# Data for processing:
··········
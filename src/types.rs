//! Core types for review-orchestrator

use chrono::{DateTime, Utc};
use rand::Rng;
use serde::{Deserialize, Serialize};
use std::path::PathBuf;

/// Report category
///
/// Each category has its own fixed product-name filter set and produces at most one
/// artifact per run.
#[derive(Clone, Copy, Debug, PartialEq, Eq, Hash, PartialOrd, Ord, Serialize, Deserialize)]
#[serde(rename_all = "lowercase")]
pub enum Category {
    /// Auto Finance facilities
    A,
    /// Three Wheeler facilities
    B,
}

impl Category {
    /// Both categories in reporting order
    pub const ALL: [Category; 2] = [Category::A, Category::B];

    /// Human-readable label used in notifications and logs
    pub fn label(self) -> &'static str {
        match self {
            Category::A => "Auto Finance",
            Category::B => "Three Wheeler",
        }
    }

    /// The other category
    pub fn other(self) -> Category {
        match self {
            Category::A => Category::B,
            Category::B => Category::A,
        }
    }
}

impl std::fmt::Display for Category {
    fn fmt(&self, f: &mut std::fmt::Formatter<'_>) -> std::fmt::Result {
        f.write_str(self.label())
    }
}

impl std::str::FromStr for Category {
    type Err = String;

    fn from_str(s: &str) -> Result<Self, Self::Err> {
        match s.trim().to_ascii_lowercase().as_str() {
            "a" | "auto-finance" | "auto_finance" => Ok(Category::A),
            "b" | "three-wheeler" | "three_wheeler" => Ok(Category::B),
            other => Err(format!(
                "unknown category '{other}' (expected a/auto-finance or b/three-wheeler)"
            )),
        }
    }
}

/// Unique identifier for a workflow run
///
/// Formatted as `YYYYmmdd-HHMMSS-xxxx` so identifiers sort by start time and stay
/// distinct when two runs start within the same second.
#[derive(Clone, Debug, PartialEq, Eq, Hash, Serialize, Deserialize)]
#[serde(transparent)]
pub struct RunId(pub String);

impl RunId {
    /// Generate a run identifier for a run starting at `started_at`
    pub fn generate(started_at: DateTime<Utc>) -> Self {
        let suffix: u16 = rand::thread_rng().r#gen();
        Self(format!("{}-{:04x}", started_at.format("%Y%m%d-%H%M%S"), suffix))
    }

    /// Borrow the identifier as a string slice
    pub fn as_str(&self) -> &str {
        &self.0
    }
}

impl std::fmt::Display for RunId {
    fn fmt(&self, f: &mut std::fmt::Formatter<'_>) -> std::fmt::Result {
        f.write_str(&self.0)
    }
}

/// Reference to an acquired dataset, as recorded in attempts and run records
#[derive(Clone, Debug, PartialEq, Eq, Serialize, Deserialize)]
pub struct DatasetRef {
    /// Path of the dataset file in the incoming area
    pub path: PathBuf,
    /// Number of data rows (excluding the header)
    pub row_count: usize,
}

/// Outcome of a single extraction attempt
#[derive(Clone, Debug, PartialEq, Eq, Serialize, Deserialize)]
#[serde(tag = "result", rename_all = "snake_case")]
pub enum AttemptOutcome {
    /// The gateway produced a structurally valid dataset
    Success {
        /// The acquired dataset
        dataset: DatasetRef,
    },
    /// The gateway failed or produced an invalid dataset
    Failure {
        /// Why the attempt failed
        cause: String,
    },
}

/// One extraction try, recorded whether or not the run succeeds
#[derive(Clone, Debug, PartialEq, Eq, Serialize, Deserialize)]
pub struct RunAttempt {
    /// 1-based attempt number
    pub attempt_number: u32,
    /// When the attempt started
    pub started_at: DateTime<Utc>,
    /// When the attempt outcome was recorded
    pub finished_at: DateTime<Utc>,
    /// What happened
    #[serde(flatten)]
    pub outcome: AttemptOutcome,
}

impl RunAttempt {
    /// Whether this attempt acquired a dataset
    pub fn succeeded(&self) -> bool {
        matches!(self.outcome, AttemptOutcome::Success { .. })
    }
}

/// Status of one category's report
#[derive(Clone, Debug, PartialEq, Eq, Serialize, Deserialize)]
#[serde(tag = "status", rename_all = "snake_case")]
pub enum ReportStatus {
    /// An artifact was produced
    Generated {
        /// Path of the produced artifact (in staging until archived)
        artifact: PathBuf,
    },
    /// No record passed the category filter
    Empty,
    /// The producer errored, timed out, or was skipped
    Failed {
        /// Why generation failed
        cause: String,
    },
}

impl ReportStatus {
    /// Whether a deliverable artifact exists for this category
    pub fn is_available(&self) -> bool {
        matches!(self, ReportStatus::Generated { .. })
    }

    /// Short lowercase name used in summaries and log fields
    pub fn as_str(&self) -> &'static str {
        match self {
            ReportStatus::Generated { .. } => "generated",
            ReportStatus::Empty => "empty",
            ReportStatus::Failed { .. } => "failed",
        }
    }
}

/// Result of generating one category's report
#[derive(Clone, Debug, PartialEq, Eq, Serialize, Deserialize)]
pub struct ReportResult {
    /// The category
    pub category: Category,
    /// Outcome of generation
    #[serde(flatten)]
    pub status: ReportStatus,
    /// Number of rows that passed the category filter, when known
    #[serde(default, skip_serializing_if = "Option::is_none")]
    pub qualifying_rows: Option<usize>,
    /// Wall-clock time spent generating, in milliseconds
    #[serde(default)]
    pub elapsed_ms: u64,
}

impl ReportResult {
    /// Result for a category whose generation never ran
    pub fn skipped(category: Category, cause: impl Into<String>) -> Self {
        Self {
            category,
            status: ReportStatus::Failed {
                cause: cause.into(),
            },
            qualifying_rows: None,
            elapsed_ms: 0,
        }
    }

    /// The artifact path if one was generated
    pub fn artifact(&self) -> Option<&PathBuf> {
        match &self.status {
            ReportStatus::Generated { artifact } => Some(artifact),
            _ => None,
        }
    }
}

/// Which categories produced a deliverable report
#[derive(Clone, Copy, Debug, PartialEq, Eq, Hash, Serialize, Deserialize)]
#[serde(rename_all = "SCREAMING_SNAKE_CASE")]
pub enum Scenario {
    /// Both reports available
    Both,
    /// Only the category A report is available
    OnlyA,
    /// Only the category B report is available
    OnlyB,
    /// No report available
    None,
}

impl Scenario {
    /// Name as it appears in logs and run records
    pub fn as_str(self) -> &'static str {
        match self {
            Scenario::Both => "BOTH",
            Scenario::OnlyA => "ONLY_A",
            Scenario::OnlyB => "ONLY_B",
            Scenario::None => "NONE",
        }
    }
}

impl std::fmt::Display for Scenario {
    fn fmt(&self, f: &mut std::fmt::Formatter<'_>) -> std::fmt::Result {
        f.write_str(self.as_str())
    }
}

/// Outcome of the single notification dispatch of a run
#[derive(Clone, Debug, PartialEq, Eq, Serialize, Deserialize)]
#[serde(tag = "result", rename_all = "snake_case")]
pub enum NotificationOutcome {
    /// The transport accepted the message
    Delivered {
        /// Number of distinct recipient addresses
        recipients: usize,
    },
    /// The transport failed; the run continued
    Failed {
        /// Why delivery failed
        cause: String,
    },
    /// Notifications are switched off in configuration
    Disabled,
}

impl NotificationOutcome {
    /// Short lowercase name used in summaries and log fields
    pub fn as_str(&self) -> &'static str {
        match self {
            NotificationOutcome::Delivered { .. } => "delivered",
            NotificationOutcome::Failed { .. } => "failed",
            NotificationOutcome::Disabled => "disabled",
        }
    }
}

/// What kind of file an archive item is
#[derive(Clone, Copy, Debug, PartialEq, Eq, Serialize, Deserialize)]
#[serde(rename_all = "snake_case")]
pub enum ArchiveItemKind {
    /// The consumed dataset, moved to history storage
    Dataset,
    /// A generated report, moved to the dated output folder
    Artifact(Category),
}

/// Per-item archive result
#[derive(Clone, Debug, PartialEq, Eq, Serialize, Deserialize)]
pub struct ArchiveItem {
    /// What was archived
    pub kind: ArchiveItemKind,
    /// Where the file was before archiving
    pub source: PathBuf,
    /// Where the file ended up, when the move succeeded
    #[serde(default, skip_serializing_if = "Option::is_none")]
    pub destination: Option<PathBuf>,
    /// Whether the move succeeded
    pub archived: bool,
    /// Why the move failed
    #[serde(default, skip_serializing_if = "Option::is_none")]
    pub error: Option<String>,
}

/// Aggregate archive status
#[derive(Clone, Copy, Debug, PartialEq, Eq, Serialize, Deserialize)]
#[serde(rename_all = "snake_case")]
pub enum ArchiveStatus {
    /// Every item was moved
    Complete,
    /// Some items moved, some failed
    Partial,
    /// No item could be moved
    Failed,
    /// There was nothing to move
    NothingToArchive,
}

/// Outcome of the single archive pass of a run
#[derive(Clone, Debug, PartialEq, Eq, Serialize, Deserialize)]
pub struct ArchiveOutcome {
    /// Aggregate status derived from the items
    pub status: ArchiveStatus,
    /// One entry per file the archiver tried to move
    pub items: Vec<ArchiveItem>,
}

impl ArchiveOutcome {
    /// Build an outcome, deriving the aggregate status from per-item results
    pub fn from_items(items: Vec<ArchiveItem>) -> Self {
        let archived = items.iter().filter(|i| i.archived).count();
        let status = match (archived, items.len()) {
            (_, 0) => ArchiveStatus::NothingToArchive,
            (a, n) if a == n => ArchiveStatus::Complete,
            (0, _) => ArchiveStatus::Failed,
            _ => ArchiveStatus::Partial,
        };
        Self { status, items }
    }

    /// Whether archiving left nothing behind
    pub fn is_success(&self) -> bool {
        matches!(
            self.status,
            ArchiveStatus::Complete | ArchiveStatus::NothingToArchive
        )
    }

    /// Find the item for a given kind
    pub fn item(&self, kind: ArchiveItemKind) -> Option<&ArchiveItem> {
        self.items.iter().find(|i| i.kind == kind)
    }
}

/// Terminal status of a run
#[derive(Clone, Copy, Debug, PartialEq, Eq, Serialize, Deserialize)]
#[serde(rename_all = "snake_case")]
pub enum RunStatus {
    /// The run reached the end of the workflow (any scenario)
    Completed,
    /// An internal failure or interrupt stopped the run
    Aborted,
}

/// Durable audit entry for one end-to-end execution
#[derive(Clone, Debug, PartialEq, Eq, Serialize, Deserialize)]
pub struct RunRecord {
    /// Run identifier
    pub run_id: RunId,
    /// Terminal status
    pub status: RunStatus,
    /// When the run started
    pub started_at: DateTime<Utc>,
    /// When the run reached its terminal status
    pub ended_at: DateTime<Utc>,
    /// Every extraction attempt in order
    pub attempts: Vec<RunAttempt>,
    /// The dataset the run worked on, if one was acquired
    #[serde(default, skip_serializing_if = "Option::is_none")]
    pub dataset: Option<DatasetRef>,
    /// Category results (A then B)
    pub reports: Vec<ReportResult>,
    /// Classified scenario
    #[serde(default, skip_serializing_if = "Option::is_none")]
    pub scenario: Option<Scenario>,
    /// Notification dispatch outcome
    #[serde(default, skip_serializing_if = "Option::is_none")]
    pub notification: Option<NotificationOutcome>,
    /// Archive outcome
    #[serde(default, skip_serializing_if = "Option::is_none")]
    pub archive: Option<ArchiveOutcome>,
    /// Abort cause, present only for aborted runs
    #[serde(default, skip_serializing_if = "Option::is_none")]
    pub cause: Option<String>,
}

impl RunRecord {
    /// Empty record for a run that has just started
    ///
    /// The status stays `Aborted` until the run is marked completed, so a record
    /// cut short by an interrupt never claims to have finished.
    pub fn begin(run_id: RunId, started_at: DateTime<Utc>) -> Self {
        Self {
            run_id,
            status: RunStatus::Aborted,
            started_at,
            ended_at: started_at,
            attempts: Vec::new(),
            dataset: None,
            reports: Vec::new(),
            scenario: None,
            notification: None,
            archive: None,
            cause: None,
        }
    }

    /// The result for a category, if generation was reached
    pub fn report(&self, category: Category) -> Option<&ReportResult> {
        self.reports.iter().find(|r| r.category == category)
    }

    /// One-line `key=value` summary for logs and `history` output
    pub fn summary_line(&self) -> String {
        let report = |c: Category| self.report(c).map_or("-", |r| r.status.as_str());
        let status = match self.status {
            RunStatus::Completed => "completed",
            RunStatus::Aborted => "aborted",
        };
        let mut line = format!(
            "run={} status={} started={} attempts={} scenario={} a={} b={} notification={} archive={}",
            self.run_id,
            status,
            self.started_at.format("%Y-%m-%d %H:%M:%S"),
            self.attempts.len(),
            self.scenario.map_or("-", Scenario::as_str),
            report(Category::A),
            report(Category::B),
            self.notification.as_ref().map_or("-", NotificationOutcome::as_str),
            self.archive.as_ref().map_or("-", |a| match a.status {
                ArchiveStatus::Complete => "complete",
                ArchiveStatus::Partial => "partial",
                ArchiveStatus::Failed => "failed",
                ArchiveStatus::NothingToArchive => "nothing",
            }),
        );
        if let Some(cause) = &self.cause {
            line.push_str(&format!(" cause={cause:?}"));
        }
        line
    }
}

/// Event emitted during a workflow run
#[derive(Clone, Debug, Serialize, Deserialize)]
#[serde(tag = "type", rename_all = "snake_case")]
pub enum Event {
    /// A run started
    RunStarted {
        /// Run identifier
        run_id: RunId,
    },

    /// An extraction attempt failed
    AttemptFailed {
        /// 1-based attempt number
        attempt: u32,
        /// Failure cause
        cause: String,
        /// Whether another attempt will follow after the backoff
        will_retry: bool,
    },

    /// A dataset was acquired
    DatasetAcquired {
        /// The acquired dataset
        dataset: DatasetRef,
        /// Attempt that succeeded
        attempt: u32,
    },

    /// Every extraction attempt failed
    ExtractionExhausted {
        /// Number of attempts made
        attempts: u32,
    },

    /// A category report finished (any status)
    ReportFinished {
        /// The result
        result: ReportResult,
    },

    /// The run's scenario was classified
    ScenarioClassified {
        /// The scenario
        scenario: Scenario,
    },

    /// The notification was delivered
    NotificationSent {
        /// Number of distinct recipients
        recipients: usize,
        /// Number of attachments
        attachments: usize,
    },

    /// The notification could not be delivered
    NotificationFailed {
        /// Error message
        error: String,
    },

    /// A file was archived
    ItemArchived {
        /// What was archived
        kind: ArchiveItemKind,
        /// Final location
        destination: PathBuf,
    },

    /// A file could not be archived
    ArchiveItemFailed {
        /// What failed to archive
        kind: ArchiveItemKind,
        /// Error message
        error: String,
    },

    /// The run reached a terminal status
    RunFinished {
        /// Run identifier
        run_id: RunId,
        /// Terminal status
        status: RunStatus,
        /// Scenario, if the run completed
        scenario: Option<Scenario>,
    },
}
··········
# Work to complete:
In the records above, find each line with the word "results" and copy it out.

# Expected answer:
    /// Build an outcome, deriving the aggregate status from per-item results
    /// Category results (A then B)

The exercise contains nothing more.